How real estate consumers feel about the Federal Reserve’s recent interest rate increase may depend on whether they already own a home or are planning to buy one, according to a recent Berkshire Hathaway HomeServices survey.
On Dec. 16, the Fed announced its decision to raise interest rates from a range of 0 to 0.25 percent to current levels of 0.25 to 0.5 percent. Officials said they will also lift the interest rate gradually over the next three years.
Berkshire Hathaway’s latest Homeowner Sentiment Survey reveals a significant split in the way consumers feel about this news and how it may impact mortgage rates.
According to interviews with about 2,500 current and prospective homeowners conducted in November weeks before the Fed announced its decision, most existing homeowners are shrugging their shoulders at the notion of paying higher interest rates.
Those who weren’t so indifferent said higher mortgage payments will probably mean they have to make some personal sacrifices such as cutting back on family vacations, home improvement projects and shopping.
However, those who haven’t yet purchased homes said that prior to the Fed’s change, they already felt mortgage rates were either “average” or “high.” More than half of the prospective homeowners surveyed — many of whom are millennials or Gen Xers — also said they felt some amount of anxiety about the impact that higher interest rates may have on their finances.
Now that interest rates have changed, many prospective homeowners said they expect to experience more difficulty in affording their ideal home and may have to alter their home searches.
“An entire generation of first-time buyers has never experienced a meaningful rate increase,” said Berkshire Hathaway HomeServices President Stephen Phillips. “This is a new and unfamiliar phenomenon to them.”
Gino Blefari, CEO of HSF Affiliates, the real estate brokerage franchise network that includes Berkshire Hathaway, noted that a hypothetical $300,000, 30-year mortgage with a 3.75-percent interest rate can expect to see only a $43-per-month mortgage payment bump.

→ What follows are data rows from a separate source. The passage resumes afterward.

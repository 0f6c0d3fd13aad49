use std::fmt;

use chrono::NaiveDateTime;
use rust_xlsxwriter::{ColNum, RowNum, TableStyle};
use tracing::warn;

use crate::atlauncher::report::error::{ReportError, Result};
use crate::atlauncher::report::model::{CategorySet, RowRecord, UpdatedAt};

/// Longest text Excel accepts in a single cell.
pub const MAX_CELL_CHARS: usize = 32_767;

/// A field of [`RowRecord`] that can be laid out as a report column.
#[derive(Debug, Clone, Copy, PartialEq, Eq)]
pub enum Column {
    ModName,
    Description,
    Detail,
    Category,
    Links,
    FileName,
    UpdatedAt,
}

impl Column {
    /// Header text written above the column.
    pub fn header(self) -> &'static str {
        match self {
            Column::ModName => "Mod Name",
            Column::Description => "Description",
            Column::Detail => "Detail",
            Column::Category => "Category",
            Column::Links => "Links",
            Column::FileName => "File Name",
            Column::UpdatedAt => "Updated At",
        }
    }
}

/// Placement and styling of one report column.
#[derive(Debug, Clone, PartialEq)]
pub struct ColumnSpec {
    pub column: Column,
    pub width: f64,
    /// Wrap long text and align it to the top of the cell.
    pub wrap: bool,
}

impl ColumnSpec {
    pub fn new(column: Column, width: f64) -> Self {
        Self {
            column,
            width,
            wrap: false,
        }
    }

    pub fn wrapped(mut self) -> Self {
        self.wrap = true;
        self
    }
}

/// Every constant that shapes the report worksheet.
#[derive(Clone)]
pub struct ReportLayout {
    pub sheet_name: String,
    pub columns: Vec<ColumnSpec>,
    pub data_row_height: f64,
    pub timestamp_format: String,
    pub table_name: String,
    pub table_style: TableStyle,
    /// Zero-based column holding the category listing. It is not derived from
    /// the number of data columns.
    pub categories_column: ColNum,
    pub categories_header: String,
    pub categories_width: f64,
}

// `TableStyle` does not implement `Debug`, so it is shown as a placeholder.
impl fmt::Debug for ReportLayout {
    fn fmt(&self, f: &mut fmt::Formatter<'_>) -> fmt::Result {
        f.debug_struct("ReportLayout")
            .field("sheet_name", &self.sheet_name)
            .field("columns", &self.columns)
            .field("data_row_height", &self.data_row_height)
            .field("timestamp_format", &self.timestamp_format)
            .field("table_name", &self.table_name)
            .field("table_style", &format_args!("TableStyle"))
            .field("categories_column", &self.categories_column)
            .field("categories_header", &self.categories_header)
            .field("categories_width", &self.categories_width)
            .finish()
    }
}

impl Default for ReportLayout {
    fn default() -> Self {
        Self {
            sheet_name: "Mods".to_string(),
            columns: vec![
                ColumnSpec::new(Column::ModName, 30.0),
                ColumnSpec::new(Column::Description, 50.0).wrapped(),
                ColumnSpec::new(Column::Detail, 60.0).wrapped(),
                ColumnSpec::new(Column::Category, 30.0).wrapped(),
                ColumnSpec::new(Column::Links, 15.0),
                ColumnSpec::new(Column::FileName, 40.0),
                ColumnSpec::new(Column::UpdatedAt, 20.0),
            ],
            data_row_height: 15.0,
            timestamp_format: "yyyy-mm-dd hh:mm:ss".to_string(),
            table_name: "ModsTable".to_string(),
            table_style: TableStyle::Medium9,
            categories_column: 10,
            categories_header: "Categorias".to_string(),
            categories_width: 25.0,
        }
    }
}

impl ReportLayout {
    /// Checks that the data table and the category listing do not overlap.
    pub fn validate(&self) -> Result<()> {
        if self.columns.is_empty() {
            return Err(ReportError::InvalidLayout(
                "at least one data column is required".to_string(),
            ));
        }
        if usize::from(self.categories_column) < self.columns.len() {
            return Err(ReportError::InvalidLayout(format!(
                "category column {} overlaps the {} data columns",
                self.categories_column,
                self.columns.len()
            )));
        }
        Ok(())
    }

    pub fn headers(&self) -> Vec<&'static str> {
        self.columns.iter().map(|spec| spec.column.header()).collect()
    }
}

/// Content of a planned cell.
#[derive(Debug, Clone, PartialEq)]
pub enum CellValue {
    Text(String),
    Link { text: String, url: String },
    Timestamp(NaiveDateTime),
}

#[derive(Debug, Clone, Copy, PartialEq, Eq)]
pub enum CellStyle {
    Plain,
    Wrapped,
}

#[derive(Debug, Clone, PartialEq)]
pub struct PlannedCell {
    pub row: RowNum,
    pub col: ColNum,
    pub value: CellValue,
    pub style: CellStyle,
}

/// Filterable table spanning the header and data rows.
#[derive(Clone)]
pub struct TableRegion {
    pub name: String,
    pub style: TableStyle,
    pub first_row: RowNum,
    pub first_col: ColNum,
    pub last_row: RowNum,
    pub last_col: ColNum,
    pub headers: Vec<String>,
}

// `TableStyle` does not implement `Debug`, so it is shown as a placeholder.
impl fmt::Debug for TableRegion {
    fn fmt(&self, f: &mut fmt::Formatter<'_>) -> fmt::Result {
        f.debug_struct("TableRegion")
            .field("name", &self.name)
            .field("style", &format_args!("TableStyle"))
            .field("first_row", &self.first_row)
            .field("first_col", &self.first_col)
            .field("last_row", &self.last_row)
            .field("last_col", &self.last_col)
            .field("headers", &self.headers)
            .finish()
    }
}

/// Everything the workbook renderer needs to produce the report sheet.
#[derive(Debug, Clone)]
pub struct SheetPlan {
    pub sheet_name: String,
    /// Rows above this index stay visible while scrolling.
    pub frozen_rows: RowNum,
    pub cells: Vec<PlannedCell>,
    pub row_heights: Vec<(RowNum, f64)>,
    pub column_widths: Vec<(ColNum, f64)>,
    pub timestamp_format: String,
    pub table: Option<TableRegion>,
}

impl SheetPlan {
    /// Looks up the planned cell at the given position.
    pub fn cell(&self, row: RowNum, col: ColNum) -> Option<&PlannedCell> {
        self.cells
            .iter()
            .find(|cell| cell.row == row && cell.col == col)
    }
}

/// Lays out the rows and the category listing on a single sheet.
pub fn plan_sheet(
    rows: &[RowRecord],
    categories: &CategorySet,
    layout: &ReportLayout,
) -> Result<SheetPlan> {
    layout.validate()?;

    let mut cells = Vec::with_capacity((rows.len() + 1) * layout.columns.len());
    for (col, spec) in (0..).zip(&layout.columns) {
        cells.push(text_cell(0, col, spec.column.header(), CellStyle::Plain));
    }

    let mut row_heights = Vec::with_capacity(rows.len());
    for (row, record) in (1..).zip(rows) {
        for (col, spec) in (0..).zip(&layout.columns) {
            let style = if spec.wrap {
                CellStyle::Wrapped
            } else {
                CellStyle::Plain
            };
            cells.push(PlannedCell {
                row,
                col,
                value: cell_value(record, spec.column),
                style,
            });
        }
        row_heights.push((row, layout.data_row_height));
    }

    let last_col = to_col(layout.columns.len() - 1)?;
    let table = if rows.is_empty() {
        None
    } else {
        Some(TableRegion {
            name: layout.table_name.clone(),
            style: layout.table_style.clone(),
            first_row: 0,
            first_col: 0,
            last_row: to_row(rows.len())?,
            last_col,
            headers: layout.headers().into_iter().map(String::from).collect(),
        })
    };

    let mut column_widths: Vec<(ColNum, f64)> = (0..)
        .zip(&layout.columns)
        .map(|(col, spec)| (col, spec.width))
        .collect();

    let side = layout.categories_column;
    cells.push(text_cell(0, side, &layout.categories_header, CellStyle::Plain));
    for (row, tag) in (1..).zip(categories.sorted()) {
        cells.push(text_cell(row, side, tag, CellStyle::Plain));
    }
    column_widths.push((side, layout.categories_width));

    Ok(SheetPlan {
        sheet_name: layout.sheet_name.clone(),
        frozen_rows: 1,
        cells,
        row_heights,
        column_widths,
        timestamp_format: layout.timestamp_format.clone(),
        table,
    })
}

fn cell_value(record: &RowRecord, column: Column) -> CellValue {
    match column {
        Column::ModName => text(&record.mod_name),
        Column::Description => text(&record.description),
        Column::Detail => text(&record.detail),
        Column::Category => text(&record.category),
        Column::Links => match &record.link_url {
            Some(url) => CellValue::Link {
                text: fit_cell_text(&record.link_label),
                url: url.clone(),
            },
            None => text(&record.link_label),
        },
        Column::FileName => text(&record.file_name),
        Column::UpdatedAt => match &record.updated {
            UpdatedAt::Timestamp(value) => CellValue::Timestamp(*value),
            UpdatedAt::Text(raw) => text(raw),
            UpdatedAt::Empty => CellValue::Text(String::new()),
        },
    }
}

fn text(value: &str) -> CellValue {
    CellValue::Text(fit_cell_text(value))
}

fn text_cell(row: RowNum, col: ColNum, value: &str, style: CellStyle) -> PlannedCell {
    PlannedCell {
        row,
        col,
        value: text(value),
        style,
    }
}

/// Truncates text to what a single cell can hold.
pub fn fit_cell_text(value: &str) -> String {
    match value.char_indices().nth(MAX_CELL_CHARS) {
        Some((cut, _)) => {
            warn!(
                original_chars = value.chars().count(),
                kept_chars = MAX_CELL_CHARS,
                "cell text truncated"
            );
            value[..cut].to_string()
        }
        None => value.to_string(),
    }
}

fn to_row(index: usize) -> Result<RowNum> {
    RowNum::try_from(index)
        .map_err(|_| ReportError::InvalidLayout(format!("row {index} is out of range")))
}

fn to_col(index: usize) -> Result<ColNum> {
    ColNum::try_from(index)
        .map_err(|_| ReportError::InvalidLayout(format!("column {index} is out of range")))
}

“A bump in mortgage rates has more bark than bite,” he said. “The average American spends about twice as much every month on coffee.”
Agents should take care to educate buyers and sellers about the real estate process and mortgage rates, Blefari said.
“A Fed rate increase may grab people’s attention, yet the cost of borrowing money to buy a home remains historically low by all measurements,” he added. “From our perspective, mortgage rates will remain low for years to come, and that’s good for consumers and the real estate market.”